#### [Task]
Identify all lines in the data containing the string "MissingUsername". Copy them out.

Stored data entries:
□ □ □ □ □

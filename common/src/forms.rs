//! Form state that is validated before anything is sent: the template column
//! builder shared by the create and edit views, and the signup form.

use thiserror::Error;

use crate::model::template::{ColumnMap, ColumnType, Template};
use crate::requests::{RegisterRequest, TemplatePayload};

pub const MIN_PASSWORD_LEN: usize = 8;

#[derive(Error, Debug, Clone, PartialEq, Eq)]
pub enum ColumnError {
    #[error("El nombre de la columna es requerido")]
    EmptyName,

    #[error("Ya existe una columna con ese nombre")]
    Duplicate,

    #[error("El nombre del template es requerido")]
    MissingTemplateName,

    #[error("Debes agregar al menos una columna")]
    NoColumns,
}

#[derive(Debug, Clone, PartialEq, Eq)]
pub struct ColumnEntry {
    pub name: String,
    pub column_type: ColumnType,
}

/// Ordered list of template columns under construction.
#[derive(Debug, Clone, Default, PartialEq, Eq)]
pub struct ColumnBuilder {
    columns: Vec<ColumnEntry>,
}

impl ColumnBuilder {
    pub fn new() -> Self {
        Self::default()
    }

    /// Starts from an existing template, keeping the server's column order.
    pub fn from_template(template: &Template) -> Self {
        Self {
            columns: template
                .columns
                .iter()
                .map(|(name, column_type)| ColumnEntry {
                    name: name.to_string(),
                    column_type,
                })
                .collect(),
        }
    }

    pub fn columns(&self) -> &[ColumnEntry] {
        &self.columns
    }

    pub fn len(&self) -> usize {
        self.columns.len()
    }

    pub fn is_empty(&self) -> bool {
        self.columns.is_empty()
    }

    /// Appends a column. Names are trimmed and compared case-insensitively.
    pub fn add(&mut self, name: &str, column_type: ColumnType) -> Result<(), ColumnError> {
        let name = name.trim();
        if name.is_empty() {
            return Err(ColumnError::EmptyName);
        }
        let lowered = name.to_lowercase();
        if self.columns.iter().any(|c| c.name.to_lowercase() == lowered) {
            return Err(ColumnError::Duplicate);
        }
        self.columns.push(ColumnEntry {
            name: name.to_string(),
            column_type,
        });
        Ok(())
    }

    pub fn remove(&mut self, index: usize) {
        if index < self.columns.len() {
            self.columns.remove(index);
        }
    }

    pub fn to_column_map(&self) -> ColumnMap {
        self.columns.iter().map(|c| (c.name.clone(), c.column_type)).collect()
    }

    /// Checks the whole form and builds the create/update body.
    pub fn payload(&self, template_name: &str) -> Result<TemplatePayload, ColumnError> {
        let name = template_name.trim();
        if name.is_empty() {
            return Err(ColumnError::MissingTemplateName);
        }
        if self.columns.is_empty() {
            return Err(ColumnError::NoColumns);
        }
        Ok(TemplatePayload {
            name: name.to_string(),
            columns: self.to_column_map(),
        })
    }
}

#[derive(Error, Debug, Clone, PartialEq, Eq)]
pub enum SignupError {
    #[error("El nombre de usuario es requerido")]
    MissingUsername,

    #[error("El correo electrónico es requerido")]
    MissingEmail,

    #[error("Las contraseñas no coinciden")]
    PasswordMismatch,

    #[error("La contraseña debe tener al menos 8 caracteres")]
    PasswordTooShort,
}

#[derive(Debug, Clone, Default, PartialEq, Eq)]
pub struct SignupForm {
    pub username: String,
    pub email: String,
    pub password: String,
    pub confirm_password: String,
}

impl SignupForm {
    pub fn validate(&self) -> Result<RegisterRequest, SignupError> {
        if self.username.trim().is_empty() {
            return Err(SignupError::MissingUsername);
        }
        if self.email.trim().is_empty() {
            return Err(SignupError::MissingEmail);
        }
        if self.password != self.confirm_password {
            return Err(SignupError::PasswordMismatch);
        }
        if self.password.chars().count() < MIN_PASSWORD_LEN {
            return Err(SignupError::PasswordTooShort);
        }
        Ok(RegisterRequest {
            username: self.username.trim().to_string(),
            email: self.email.trim().to_string(),
            password: self.password.clone(),
        })
    }
}

#[cfg(test)]
mod tests {
    use super::*;

    fn template_with(columns: &[(&str, ColumnType)]) -> Template {
        Template {
            id: "t1".into(),
            user_id: "u1".into(),
            name: "Clientes".into(),
            columns: columns.iter().map(|(n, t)| (n.to_string(), *t)).collect(),
            created_at: String::new(),
            updated_at: String::new(),
        }
    }

    #[test]
    fn add_trims_and_rejects_duplicates_case_insensitively() {
        let mut builder = ColumnBuilder::new();
        assert_eq!(builder.add("  Nombre ", ColumnType::Text), Ok(()));
        assert_eq!(builder.columns()[0].name, "Nombre");
        assert_eq!(builder.add("nombre", ColumnType::Number), Err(ColumnError::Duplicate));
        assert_eq!(builder.add("   ", ColumnType::Text), Err(ColumnError::EmptyName));
        assert_eq!(builder.len(), 1);
    }

    #[test]
    fn editing_keeps_order_and_appends() {
        let template = template_with(&[("Age", ColumnType::Number), ("Name", ColumnType::Text)]);
        let mut builder = ColumnBuilder::from_template(&template);
        builder.add("Email", ColumnType::Email).unwrap();

        let payload = builder.payload("Clientes").unwrap();
        let entries: Vec<(&str, ColumnType)> = payload.columns.iter().collect();
        assert_eq!(
            entries,
            [
                ("Age", ColumnType::Number),
                ("Name", ColumnType::Text),
                ("Email", ColumnType::Email)
            ]
        );

        let json = serde_json::to_string(&payload).unwrap();
        assert_eq!(
            json,
            r#"{"name":"Clientes","columns":{"Age":"number","Name":"text","Email":"email"}}"#
        );
    }

    #[test]
    fn remove_by_index() {
        let mut builder = ColumnBuilder::new();
        builder.add("A", ColumnType::Text).unwrap();
        builder.add("B", ColumnType::Date).unwrap();
        builder.remove(0);
        builder.remove(5);
        assert_eq!(builder.columns()[0].name, "B");
        assert_eq!(builder.len(), 1);
    }

    #[test]
    fn payload_requires_name_and_columns() {
        let mut builder = ColumnBuilder::new();
        assert_eq!(builder.payload("X"), Err(ColumnError::NoColumns));
        builder.add("A", ColumnType::Boolean).unwrap();
        assert_eq!(builder.payload(" "), Err(ColumnError::MissingTemplateName));
        assert!(builder.payload("X").is_ok());
    }

    #[test]
    fn signup_rules() {
        let mut form = SignupForm {
            username: "ana".into(),
            email: "ana@example.com".into(),
            password: "secreto123".into(),
            confirm_password: "secreto124".into(),
        };
        assert_eq!(form.validate(), Err(SignupError::PasswordMismatch));

        form.password = "corta".into();
        form.confirm_password = "corta".into();
        assert_eq!(form.validate(), Err(SignupError::PasswordTooShort));

        form.password = "12345678".into();
        form.confirm_password = "12345678".into();
        let request = form.validate().unwrap();
        assert_eq!(request.username, "ana");

        form.email = " ".into();
        assert_eq!(form.validate(), Err(SignupError::MissingEmail));
    }
}
use yew::platform::spawn_local;
use yew::prelude::*;
use yew_router::prelude::*;

use common::error::ApiError;
use common::model::data_file::{cell_label, DataPreview};
use common::preview::Pager;
use common::status::LoadState;

use crate::api::{self, data};
use crate::helpers::{icon, icon_button, page_header, placeholder, show_error};
use crate::routes::Route;

pub enum Msg {
    Loaded(Result<DataPreview, ApiError>),
    Previous,
    Next,
}

#[derive(Properties, PartialEq)]
pub struct UploadPreviewProps {
    pub id: String,
}

pub struct UploadPreview {
    preview: LoadState<DataPreview>,
    pager: Pager,
}

impl Component for UploadPreview {
    type Message = Msg;
    type Properties = UploadPreviewProps;

    fn create(ctx: &Context<Self>) -> Self {
        if let Some(client) = api::client_from(ctx) {
            let id = ctx.props().id.clone();
            let rows = client.config().preview_rows;
            let link = ctx.link().clone();
            spawn_local(async move {
                link.send_message(Msg::Loaded(data::preview(&client, &id, rows).await));
            });
        }
        Self {
            preview: LoadState::Loading,
            pager: Pager::new(0),
        }
    }

    fn update(&mut self, _ctx: &Context<Self>, msg: Self::Message) -> bool {
        match msg {
            Msg::Loaded(result) => {
                if result.is_err() {
                    show_error("Error al cargar la vista previa");
                }
                self.preview = LoadState::from_result(result);
                self.pager = Pager::new(self.preview.ready().map(|p| p.data.len()).unwrap_or_default());
            }
            Msg::Previous => self.pager.previous(),
            Msg::Next => self.pager.next(),
        }
        true
    }

    fn view(&self, ctx: &Context<Self>) -> Html {
        let preview = match &self.preview {
            LoadState::Loading => return placeholder("Cargando vista previa..."),
            LoadState::Failed(_) => return placeholder("Vista previa no disponible"),
            LoadState::Ready(preview) => preview,
        };
        let link = ctx.link();
        let actions = html! {
            <Link<Route> classes="btn" to={Route::UploadDetail { id: ctx.props().id.clone() }}>
                { icon("arrow_back") }{"Volver"}
            </Link<Route>>
        };
        let subtitle = format!(
            "Mostrando {} de {} filas",
            preview.data.len(),
            preview.num_rows
        );

        html! {
            <section class="page">
                { page_header(&preview.name, Some(&subtitle), actions) }
                if preview.data.is_empty() {
                    { placeholder("El archivo no tiene filas.") }
                } else {
                    <div class="table-scroll">
                        <table class="data-table">
                            <thead>
                                <tr>{ for preview.columns.iter().map(|c| html! { <th>{ c.clone() }</th> }) }</tr>
                            </thead>
                            <tbody>
                                { for preview.data[self.pager.range()].iter().map(|row| html! {
                                    <tr>
                                        { for preview.columns.iter().map(|c| html! { <td>{ cell_label(row.get(c)) }</td> }) }
                                    </tr>
                                }) }
                            </tbody>
                        </table>
                    </div>
                }
                if self.pager.is_paged() {
                    <div class="pager">
                        { icon_button("chevron_left", "Anterior", link.callback(|_| Msg::Previous), !self.pager.has_previous()) }
                        <span>{ self.pager.label() }</span>
                        { icon_button("chevron_right", "Siguiente", link.callback(|_| Msg::Next), !self.pager.has_next()) }
                    </div>
                }
            </section>
        }
    }
}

□ □ □ □ □

#### [Task solution]
    MissingUsername,
            return Err(SignupError::MissingUsername);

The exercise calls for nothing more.